What is being asked |
Each line of the entries below that holds "petrol" is needed, copied in full.

(Recorded data)

----------

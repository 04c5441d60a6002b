//! Per-brand aggregation and cross-metric analysis.
//!
//! Collapses per-site density indices to brand means and joins them with an
//! externally supplied per-brand metric, typically an average pump price,
//! for correlation analysis.

use rustc_hash::FxHashMap;
use serde::{Deserialize, Serialize};

use crate::error::{GeodenseError, Result};
use crate::types::DensityScore;

/// Mean density index across every site of one brand.
#[derive(Debug, Clone, PartialEq, Serialize, Deserialize)]
pub struct BrandDensity {
    /// Brand label.
    pub brand: String,
    /// Mean density index over the brand's sites.
    pub mean_index: f64,
    /// Number of sites the mean covers.
    pub sites: usize,
}

/// One row of the inner join between brand density and an external metric.
#[derive(Debug, Clone, PartialEq, Serialize, Deserialize)]
pub struct BrandMetricRow {
    /// Brand label present on both sides of the join.
    pub brand: String,
    /// Mean density index for the brand.
    pub mean_index: f64,
    /// External metric value for the brand (e.g. mean A-95 price).
    pub mean_metric: f64,
}

/// Joined rows plus the correlation over them, when defined.
#[derive(Debug, Clone, PartialEq, Serialize, Deserialize)]
pub struct CrossMetricReport {
    /// Inner-joined per-brand rows, sorted by brand.
    pub rows: Vec<BrandMetricRow>,
    /// Pearson coefficient over `rows`; `None` with fewer than two rows.
    pub correlation: Option<f64>,
}

impl CrossMetricReport {
    /// Join per-site scores with a per-brand external metric and attach
    /// the correlation when at least two brands survive the join.
    pub fn build(scores: &[DensityScore], external: &FxHashMap<String, f64>) -> Self {
        let rows = join_brand_metric(scores, external);
        let correlation = pearson_correlation(&rows).ok();
        Self { rows, correlation }
    }
}

/// Mean density index per brand, sorted by brand label for determinism.
pub fn brand_mean_index(scores: &[DensityScore]) -> Vec<BrandDensity> {
    let mut sums: FxHashMap<&str, (f64, usize)> = FxHashMap::default();
    for score in scores {
        let entry = sums.entry(score.brand.as_str()).or_insert((0.0, 0));
        entry.0 += score.index;
        entry.1 += 1;
    }

    let mut out: Vec<BrandDensity> = sums
        .into_iter()
        .map(|(brand, (sum, count))| BrandDensity {
            brand: brand.to_string(),
            mean_index: sum / count as f64,
            sites: count,
        })
        .collect();
    out.sort_by(|a, b| a.brand.cmp(&b.brand));
    out
}

/// Inner join of per-brand mean density with an external per-brand metric.
///
/// Brands present in only one input are dropped: partial data for a brand
/// is not comparable, so no outer join is offered.
pub fn join_brand_metric(
    scores: &[DensityScore],
    external: &FxHashMap<String, f64>,
) -> Vec<BrandMetricRow> {
    brand_mean_index(scores)
        .into_iter()
        .filter_map(|density| {
            external.get(&density.brand).map(|&metric| BrandMetricRow {
                brand: density.brand,
                mean_index: density.mean_index,
                mean_metric: metric,
            })
        })
        .collect()
}

/// Pearson correlation between the density and metric series of `rows`.
///
/// A zero-variance series yields NaN rather than an error; the coefficient
/// is defined, just not informative.
///
/// # Errors
///
/// `InsufficientData` with fewer than two rows, where the coefficient is
/// undefined outright.
pub fn pearson_correlation(rows: &[BrandMetricRow]) -> Result<f64> {
    if rows.len() < 2 {
        return Err(GeodenseError::InsufficientData(format!(
            "correlation needs at least 2 joined brands, got {}",
            rows.len()
        )));
    }

    let n = rows.len() as f64;
    let mean_x = rows.iter().map(|r| r.mean_index).sum::<f64>() / n;
    let mean_y = rows.iter().map(|r| r.mean_metric).sum::<f64>() / n;

    let mut cov = 0.0;
    let mut var_x = 0.0;
    let mut var_y = 0.0;
    for row in rows {
        let dx = row.mean_index - mean_x;
        let dy = row.mean_metric - mean_y;
        cov += dx * dy;
        var_x += dx * dx;
        var_y += dy * dy;
    }

    Ok(cov / (var_x.sqrt() * var_y.sqrt()))
}
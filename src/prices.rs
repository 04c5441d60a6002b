//! In-memory fuel price aggregation.
//!
//! Price records arrive from an external acquisition layer already keyed by
//! brand; this module reduces them to the per-brand mean that the
//! cross-metric join consumes. No scraping, parsing, or I/O happens here.

use rustc_hash::FxHashMap;
use serde::{Deserialize, Serialize};

/// Fuel product vocabulary of the price feed.
#[derive(Debug, Clone, Copy, PartialEq, Eq, Hash, Serialize, Deserialize)]
pub enum FuelType {
    /// Premium 95-octane petrol.
    #[serde(rename = "A-95_plus")]
    A95Plus,
    /// Regular 95-octane petrol.
    #[serde(rename = "A-95")]
    A95,
    /// 92-octane petrol.
    #[serde(rename = "A-92")]
    A92,
    /// Diesel.
    #[serde(rename = "DP")]
    Diesel,
    /// Autogas (LPG).
    #[serde(rename = "GAS")]
    Lpg,
}

/// One observed pump price.
#[derive(Debug, Clone, PartialEq, Serialize, Deserialize)]
pub struct PriceRecord {
    /// Brand the price was observed at.
    pub brand: String,
    /// Fuel product the price applies to.
    pub fuel_type: FuelType,
    /// Price in the feed's currency units.
    pub price: f64,
}

impl PriceRecord {
    /// Construct a price record.
    pub fn new(brand: impl Into<String>, fuel_type: FuelType, price: f64) -> Self {
        Self {
            brand: brand.into(),
            fuel_type,
            price,
        }
    }
}

/// Mean price of one fuel type per brand.
///
/// Brands with no record of the requested fuel type are absent from the
/// result and will drop out of any later inner join against density data.
///
/// # Examples
///
/// ```rust
/// use geodense::{mean_price_by_brand, FuelType, PriceRecord};
///
/// let records = vec![
///     PriceRecord::new("OKKO", FuelType::A95, 58.99),
///     PriceRecord::new("OKKO", FuelType::A95, 59.49),
///     PriceRecord::new("WOG", FuelType::Diesel, 55.90),
/// ];
///
/// let means = mean_price_by_brand(&records, FuelType::A95);
/// assert_eq!(means.len(), 1);
/// assert!((means["OKKO"] - 59.24).abs() < 1e-9);
/// ```
pub fn mean_price_by_brand(records: &[PriceRecord], fuel: FuelType) -> FxHashMap<String, f64> {
    let mut sums: FxHashMap<&str, (f64, usize)> = FxHashMap::default();
    for record in records.iter().filter(|r| r.fuel_type == fuel) {
        let entry = sums.entry(record.brand.as_str()).or_insert((0.0, 0));
        entry.0 += record.price;
        entry.1 += 1;
    }

    sums.into_iter()
        .map(|(brand, (sum, count))| (brand.to_string(), sum / count as f64))
        .collect()
}
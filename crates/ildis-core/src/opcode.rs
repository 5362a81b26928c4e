//! CIL opcode definitions and lookup.
//!
//! The catalog covers the ECMA-335 base instruction set as exposed by the
//! CLR: 199 one-byte opcodes (including the `prefix1`..`prefix7` and
//! `prefixref` pseudo-opcodes) and 28 two-byte opcodes behind the `0xFE`
//! prefix. Two-byte opcodes are keyed as `(prefix << 8) | second_byte`.

use crate::Error;

/// Lowest reserved prefix byte (`prefix7`).
pub const PREFIX_FIRST: u8 = 0xF8;
/// Highest reserved prefix byte (`prefix1`), the only one in use.
pub const PREFIX_LAST: u8 = 0xFE;

/// Operand classification of an opcode.
///
/// Discriminants follow the CLR's numbering; 8 is unassigned.
#[derive(Debug, Clone, Copy, PartialEq, Eq, Hash)]
#[cfg_attr(feature = "serde", derive(serde::Serialize, serde::Deserialize))]
#[repr(u8)]
pub enum OperandType {
    /// 32-bit relative branch target.
    InlineBrTarget = 0,
    /// Field token.
    InlineField = 1,
    /// 32-bit integer.
    InlineI = 2,
    /// 64-bit integer.
    InlineI8 = 3,
    /// Method token.
    InlineMethod = 4,
    /// No operand.
    InlineNone = 5,
    /// Reserved, never emitted.
    InlinePhi = 6,
    /// 64-bit float.
    InlineR = 7,
    /// Stand-alone signature token.
    InlineSig = 9,
    /// User string token.
    InlineString = 10,
    /// Jump table count. Target entries are not part of the operand.
    InlineSwitch = 11,
    /// Type, method or field token (`ldtoken`).
    InlineTok = 12,
    /// Type token.
    InlineType = 13,
    /// 16-bit local or argument index.
    InlineVar = 14,
    /// 8-bit relative branch target.
    ShortInlineBrTarget = 15,
    /// 8-bit integer.
    ShortInlineI = 16,
    /// 32-bit float.
    ShortInlineR = 17,
    /// 8-bit local or argument index.
    ShortInlineVar = 18,
}

/// Operand width in bytes, indexed by `OperandType` discriminant.
static OPERAND_SIZE: [u8; 19] = {
    let mut sizes = [0u8; 19];
    sizes[OperandType::InlineBrTarget as usize] = 4;
    sizes[OperandType::InlineField as usize] = 4;
    sizes[OperandType::InlineI as usize] = 4;
    sizes[OperandType::InlineI8 as usize] = 8;
    sizes[OperandType::InlineMethod as usize] = 4;
    sizes[OperandType::InlineNone as usize] = 0;
    sizes[OperandType::InlinePhi as usize] = 0;
    sizes[OperandType::InlineR as usize] = 8;
    sizes[OperandType::InlineSig as usize] = 4;
    sizes[OperandType::InlineString as usize] = 4;
    sizes[OperandType::InlineSwitch as usize] = 4;
    sizes[OperandType::InlineTok as usize] = 4;
    sizes[OperandType::InlineType as usize] = 4;
    sizes[OperandType::InlineVar as usize] = 2;
    sizes[OperandType::ShortInlineBrTarget as usize] = 1;
    sizes[OperandType::ShortInlineI as usize] = 1;
    sizes[OperandType::ShortInlineR as usize] = 4;
    sizes[OperandType::ShortInlineVar as usize] = 1;
    sizes
};

impl OperandType {
    /// Returns the fixed operand width in bytes (0, 1, 2, 4 or 8).
    pub fn size(self) -> u8 {
        OPERAND_SIZE[self as usize]
    }

    /// Returns true for the relative branch target classifications.
    pub fn is_branch_target(self) -> bool {
        matches!(self, Self::InlineBrTarget | Self::ShortInlineBrTarget)
    }

    /// Returns true if the operand is a metadata token.
    pub fn is_token(self) -> bool {
        matches!(
            self,
            Self::InlineField
                | Self::InlineMethod
                | Self::InlineSig
                | Self::InlineString
                | Self::InlineTok
                | Self::InlineType
        )
    }

    /// Returns the CLR name of this classification.
    pub fn name(self) -> &'static str {
        match self {
            Self::InlineBrTarget => "InlineBrTarget",
            Self::InlineField => "InlineField",
            Self::InlineI => "InlineI",
            Self::InlineI8 => "InlineI8",
            Self::InlineMethod => "InlineMethod",
            Self::InlineNone => "InlineNone",
            Self::InlinePhi => "InlinePhi",
            Self::InlineR => "InlineR",
            Self::InlineSig => "InlineSig",
            Self::InlineString => "InlineString",
            Self::InlineSwitch => "InlineSwitch",
            Self::InlineTok => "InlineTok",
            Self::InlineType => "InlineType",
            Self::InlineVar => "InlineVar",
            Self::ShortInlineBrTarget => "ShortInlineBrTarget",
            Self::ShortInlineI => "ShortInlineI",
            Self::ShortInlineR => "ShortInlineR",
            Self::ShortInlineVar => "ShortInlineVar",
        }
    }
}

/// Opcode catalog entry.
#[derive(Debug, Clone, Copy, PartialEq, Eq, Hash)]
pub struct OpcodeDescriptor {
    /// Mnemonic, e.g. `ldc.i4.s`.
    pub name: &'static str,
    /// Raw value; two-byte opcodes carry their prefix in the high byte.
    pub value: u16,
    /// Operand classification.
    pub operand_type: OperandType,
}

impl OpcodeDescriptor {
    pub const fn new(name: &'static str, value: u16, operand_type: OperandType) -> Self {
        Self {
            name,
            value,
            operand_type,
        }
    }

    /// Returns true if the opcode is encoded with a prefix byte.
    pub const fn is_two_byte(&self) -> bool {
        self.value > 0xFF
    }

    /// Number of bytes taken by the opcode itself.
    pub const fn opcode_size(&self) -> u8 {
        if self.is_two_byte() {
            2
        } else {
            1
        }
    }

    /// Operand width in bytes.
    pub fn operand_size(&self) -> u8 {
        self.operand_type.size()
    }
}

use OperandType::*;

const fn op(name: &'static str, value: u16, operand_type: OperandType) -> OpcodeDescriptor {
    OpcodeDescriptor::new(name, value, operand_type)
}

----------

Answer section |
    /// Premium 95-octane petrol.
    /// Regular 95-octane petrol.
    /// 92-octane petrol.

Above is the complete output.